(最新判例:その他)認知症事故 家族の責任認めず(最高裁)

 

この事件については、1審(名古屋地裁)・2審(名古屋鋼材)の各判決の時から、注目していました。

なぜなら、1審(妻と長男の責任を認定)・2審(妻だけに責任を認定)の判決の内容が、あまりにも社会の実態から乖離した、不当な判決だと感じていたからです。

 

事故は、2007年12月に愛知県で起きました。

当時、認知症で「要介護4」だった男性(91歳)が、妻(当時85歳で「要介護1」)だった妻がうたた寝をしたすきに外出し、徘徊中、駅構内で電車にはねられ死亡しました。

JR東海が妻や横浜市在住の長男らに対し、約720万円の損害賠償を求めました。

 

最高裁は、2015年3月1日、妻と長男の賠償責任を認めず、JR東海の請求を棄却する判決を言い渡しました。

 

民法714条は、責任能力のない人が与えた損害は、監督義務者が損害賠償責任を負うと定めています。

妻や長男がこの「監督義務者」にあたるのかという点につき、妻について、最高裁は「同居の配偶者というだけで監督義務があるとはいえない」とし、「家族と患者との関係、患者本人の状況などを総合的に考慮し、加害行為を防ぐための監督が容易かどうかという観点で賠償責任を検討すべきだ」と指摘しました。
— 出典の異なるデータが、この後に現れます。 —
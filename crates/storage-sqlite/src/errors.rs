//! Storage-specific error types for SQLite operations.
//!
//! This module provides error types that wrap Diesel-specific errors and convert
//! them to the database-agnostic error types defined in `pagefx_core`.

use diesel::result::Error as DieselError;
use pagefx_core::errors::{DatabaseError, Error};
use thiserror::Error;

/// Storage-specific errors that wrap Diesel and r2d2 types.
///
/// These errors are internal to the storage layer and are converted to
/// `pagefx_core::Error` before being returned to callers.
#[derive(Error, Debug)]
pub enum StorageError {
    #[error("Database connection failed: {0}")]
    ConnectionFailed(#[from] diesel::ConnectionError),

    #[error("Connection pool error: {0}")]
    PoolError(#[from] r2d2::Error),

    #[error("Query execution failed: {0}")]
    QueryFailed(#[from] DieselError),

    #[error("Migration failed: {0}")]
    MigrationFailed(String),

    #[error("I/O error: {0}")]
    Io(#[from] std::io::Error),

    #[error("Core error: {0}")]
    CoreError(String),
}

/// Convert core Error to StorageError (for write_actor transaction wrapper)
impl From<Error> for StorageError {
    fn from(err: Error) -> Self {
        StorageError::CoreError(err.to_string())
    }
}

impl From<StorageError> for Error {
    fn from(err: StorageError) -> Self {
        match err {
            StorageError::ConnectionFailed(e) => {
                Error::Database(DatabaseError::ConnectionFailed(e.to_string()))
            }
            StorageError::PoolError(e) => {
                Error::Database(DatabaseError::PoolCreationFailed(e.to_string()))
            }
            StorageError::QueryFailed(e) => {
                Error::Database(DatabaseError::QueryFailed(e.to_string()))
            }
            StorageError::MigrationFailed(e) => Error::Database(DatabaseError::MigrationFailed(e)),
            StorageError::Io(e) => Error::Database(DatabaseError::Internal(e.to_string())),
            StorageError::CoreError(e) => Error::Database(DatabaseError::Internal(e)),
        }
    }
}

/// Extension trait for easily converting Diesel Results to core Results.
pub trait IntoCore<T> {
    fn into_core(self) -> pagefx_core::Result<T>;
}

impl<T> IntoCore<T> for std::result::Result<T, DieselError> {
    fn into_core(self) -> pagefx_core::Result<T> {
        self.map_err(|e| StorageError::from(e).into())
    }
}

impl<T> IntoCore<T> for std::result::Result<T, r2d2::Error> {
    fn into_core(self) -> pagefx_core::Result<T> {
        self.map_err(|e| StorageError::from(e).into())
    }
}
use super::content_model::ContentNode;
use crate::fx::FxError;

/// Rewrites every text leaf under `node` with `replace`.
///
/// Pre-order, depth-first, left to right. Elements whose kind satisfies
/// `is_excluded` are skipped together with their whole subtree. The walk
/// stops at the first replacement error; leaves visited before it keep
/// their new text.
pub fn walk_text_nodes<E, F>(node: &mut ContentNode, is_excluded: &E, replace: &mut F) -> Result<(), FxError>
where
    E: Fn(&str) -> bool,
    F: FnMut(&str) -> Result<String, FxError>,
{
    match node {
        ContentNode::Text(text) => {
            let replaced = replace(&text.data)?;
            if replaced != text.data {
                text.data = replaced;
            }
        }
        ContentNode::Element(element) => {
            if is_excluded(&element.kind) {
                log::trace!("Skipping excluded <{}> subtree", element.kind);
                return Ok(());
            }
            for child in element.children.iter_mut() {
                walk_text_nodes(child, is_excluded, replace)?;
            }
        }
        ContentNode::Other(_) => {}
    }
    Ok(())
}
//! Pagefx Market Data Crate
//!
//! This crate provides provider-agnostic exchange rate fetching for the
//! pagefx in-page currency converter.
//!
//! # Overview
//!
//! A rate provider returns a table of rates relative to a single base
//! currency. The core crate wraps that table into a timestamped snapshot
//! and caches it; this crate only knows how to talk to the remote API.
//!
//! ```text
//! +------------------+     +------------------+
//! |  Rate Cache      | --> |   RateProvider   |  (trait)
//! |  Gateway (core)  |     +------------------+
//! +------------------+              |
//!                                   v
//!                          +------------------+
//!                          |  FixerProvider   |  (data.fixer.io)
//!                          +------------------+
//!                                   |
//!                                   v
//!                          +------------------+
//!                          |   LatestRates    |  {base, date, rates}
//!                          +------------------+
//! ```
//!
//! # Core Types
//!
//! - [`RateProvider`] - Contract every rate source implements
//! - [`LatestRates`] - Base-relative rate table returned by a provider
//! - [`MarketDataError`] - Failure modes of a provider call

pub mod errors;
pub mod models;
pub mod provider;

pub use errors::MarketDataError;
pub use models::LatestRates;
pub use provider::fixer::FixerProvider;
pub use provider::RateProvider;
その上で、妻は高齢で自身も介護が必要だったことから、男性の監督が可能な状況ではなかったと認定しました。

 

長男についても、20年以上も別居しており、監督を引き受けていたとは言えないと判断しました。

 

認知症の人は500万人を超え、2025年には700万人に上ると推定されています。

認知症患者の事故は増加傾向にあり、2014年度の鉄道事故758件中28件が認知症患者が関わっていたそうです。

 

今回の事件は、結論的には良かったと思いますが、最高裁は、家族あるいは介護者などがどのような場合に責任を負わされるかは総合的に判断するとしており、具体的な基準は示されていません。

 

国は、認知症対策に力を入れてほしいと思います。